== Exercise ==
Every line of the records that contains the string "scale" counts once; give the total and nothing else.

[Records drawn from a dataset]
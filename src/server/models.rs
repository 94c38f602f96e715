use serde::{Deserialize, Serialize};

#[derive(Debug, Deserialize, Default)]
#[serde(default)]
pub(crate) struct ComposeRequest {
    /// Canvas bytes, optionally as a `data:` URI.
    pub(crate) image_base64: String,
    pub(crate) text: String,
    pub(crate) color: Option<String>,
    pub(crate) backend: Option<String>,
    pub(crate) font_family: Option<String>,
    pub(crate) font_size: Option<f32>,
    pub(crate) outline_color: Option<String>,
}

#[derive(Debug, Serialize)]
pub(crate) struct ComposeResponse {
    pub(crate) mime: String,
    pub(crate) extension: String,
    pub(crate) data_base64: String,
}

#[derive(Debug, Serialize)]
pub(crate) struct ErrorResponse {
    pub(crate) error: String,
}
use image::{Rgba, RgbaImage};
use std::io::BufWriter;
use time::OffsetDateTime;

use super::Artifact;
use super::raster::RasterTarget;
use crate::canvas::{Canvas, encode_png};
use crate::error::OverlayError;
use crate::render::{DrawText, RenderTarget};

const DOCUMENT_TITLE: &str = "overlay";

/// Page geometry in PDF points. Defaults to US Letter.
#[derive(Debug, Clone, PartialEq)]
pub struct PageSpec {
    pub width_pt: f32,
    pub height_pt: f32,
    pub margin_pt: f32,
    pub max_height_fraction: f32,
}

impl Default for PageSpec {
    fn default() -> Self {
        Self {
            width_pt: 612.0,
            height_pt: 792.0,
            margin_pt: 36.0,
            max_height_fraction: 0.7,
        }
    }
}

/// Where the image lands on the page; `y_pt` is the bottom edge measured from
/// the bottom of the page.
#[derive(Debug, Clone, Copy, PartialEq)]
pub struct PagePlacement {
    pub x_pt: f32,
    pub y_pt: f32,
    pub scale: f32,
}

impl PageSpec {
    /// Fits an image (1 px = 1 pt at scale 1) inside the printable region,
    /// preserving aspect ratio, centered horizontally and hung from the top
    /// margin.
    pub fn place(&self, width_px: u32, height_px: u32) -> PagePlacement {
        let width = width_px.max(1) as f32;
        let height = height_px.max(1) as f32;
        let max_w = (self.width_pt - self.margin_pt * 2.0).max(1.0);
        let max_h = (self.height_pt * self.max_height_fraction).max(1.0);
        let scale = (max_w / width).min(max_h / height);
        PagePlacement {
            x_pt: (self.width_pt - width * scale) * 0.5,
            y_pt: self.height_pt - self.margin_pt - height * scale,
            scale,
        }
    }
}

/// Renders through [`RasterTarget`], then lays the bitmap out on one page.
pub struct DocumentTarget {
    raster: RasterTarget,
    page: PageSpec,
}

impl DocumentTarget {
    pub fn new(canvas: &Canvas, page: PageSpec) -> Result<Self, OverlayError> {
        Ok(Self {
            raster: RasterTarget::new(canvas)?,
            page,
        })
    }
}

impl RenderTarget for DocumentTarget {
    fn draw_text(&mut self, draw: &DrawText<'_>) {
        self.raster.draw_text(draw);
    }

    fn compose(self: Box<Self>, canvas: &Canvas) -> Result<Artifact, OverlayError> {
        let DocumentTarget { raster, page } = *self;
        let mut image = raster.into_image(canvas)?;
        flatten_on_white(&mut image);
        let png = encode_png(&image)?;
        image_to_pdf(&png, &page).map(Artifact::Pdf)
    }
}

/// PDF page images carry no alpha; transparent areas show the white page.
fn flatten_on_white(image: &mut RgbaImage) {
    for pixel in image.pixels_mut() {
        let [r, g, b, a] = pixel.0;
        if a == 255 {
            continue;
        }
        let alpha = a as f32 / 255.0;
        let over_white = |channel: u8| {
            (channel as f32 * alpha + 255.0 * (1.0 - alpha))
                .round()
                .clamp(0.0, 255.0) as u8
        };
        *pixel = Rgba([over_white(r), over_white(g), over_white(b), 255]);
    }
}

fn image_to_pdf(png: &[u8], page: &PageSpec) -> Result<Vec<u8>, OverlayError> {
    use printpdf::{
        CustomPdfConformance, Image, ImageTransform, Mm, PdfConformance, PdfDocument,
    };

    let image = printpdf::image_crate::load_from_memory(png)
        .map_err(|err| OverlayError::Export(format!("failed to decode page image: {}", err)))?;
    let image = printpdf::image_crate::DynamicImage::ImageRgb8(image.to_rgb8());
    let placement = page.place(image.width(), image.height());

    // Fixed dates, no XMP packet and a content-derived id keep the output
    // byte-identical for identical input.
    let document_id = format!("{:x}", md5::compute(png));
    let epoch = OffsetDateTime::UNIX_EPOCH;
    let (doc, page_index, layer_index) = PdfDocument::new(
        DOCUMENT_TITLE,
        Mm(pt_to_mm(page.width_pt)),
        Mm(pt_to_mm(page.height_pt)),
        "Layer 1",
    );
    let doc = doc
        .with_conformance(PdfConformance::Custom(CustomPdfConformance {
            requires_icc_profile: false,
            requires_xmp_metadata: false,
            ..Default::default()
        }))
        .with_document_id(document_id.clone())
        .with_creation_date(epoch)
        .with_mod_date(epoch);

    let layer = doc.get_page(page_index).get_layer(layer_index);
    let transform = ImageTransform {
        translate_x: Some(Mm(pt_to_mm(placement.x_pt))),
        translate_y: Some(Mm(pt_to_mm(placement.y_pt))),
        rotate: None,
        scale_x: Some(placement.scale),
        scale_y: Some(placement.scale),
        dpi: Some(72.0),
    };
    Image::from_dynamic_image(&image).add_to_layer(layer, transform);

    let mut buffer = Vec::new();
    {
        let mut writer = BufWriter::new(&mut buffer);
        doc.save(&mut writer)
            .map_err(|err| OverlayError::Export(format!("failed to write pdf: {}", err)))?;
    }
    pin_trailer_id(&mut buffer, &document_id);
    Ok(buffer)
}

/// Overwrites the strings of the trailer `/ID` entry in place with characters
/// from `seed`. Lengths are unchanged, so cross-reference offsets stay valid.
fn pin_trailer_id(pdf: &mut [u8], seed: &str) {
    let seed = seed.as_bytes();
    if seed.is_empty() {
        return;
    }
    let Some(start) = pdf.windows(3).rposition(|window| window == b"/ID") else {
        return;
    };
    let mut cursor = start + 3;
    let mut strings = 0;
    while cursor < pdf.len() && strings < 2 {
        let close = match pdf[cursor] {
            b'(' => b')',
            b'<' => b'>',
            b' ' | b'\r' | b'\n' | b'\t' | b'[' => {
                cursor += 1;
                continue;
            }
            _ => return,
        };
        let Some(len) = pdf[cursor + 1..].iter().position(|byte| *byte == close) else {
            return;
        };
        for (offset, byte) in pdf[cursor + 1..cursor + 1 + len].iter_mut().enumerate() {
            *byte = seed[offset % seed.len()];
        }
        cursor += len + 2;
        strings += 1;
    }
}

fn pt_to_mm(pt: f32) -> f32 {
    pt / 72.0 * 25.4
}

== Task output ==
8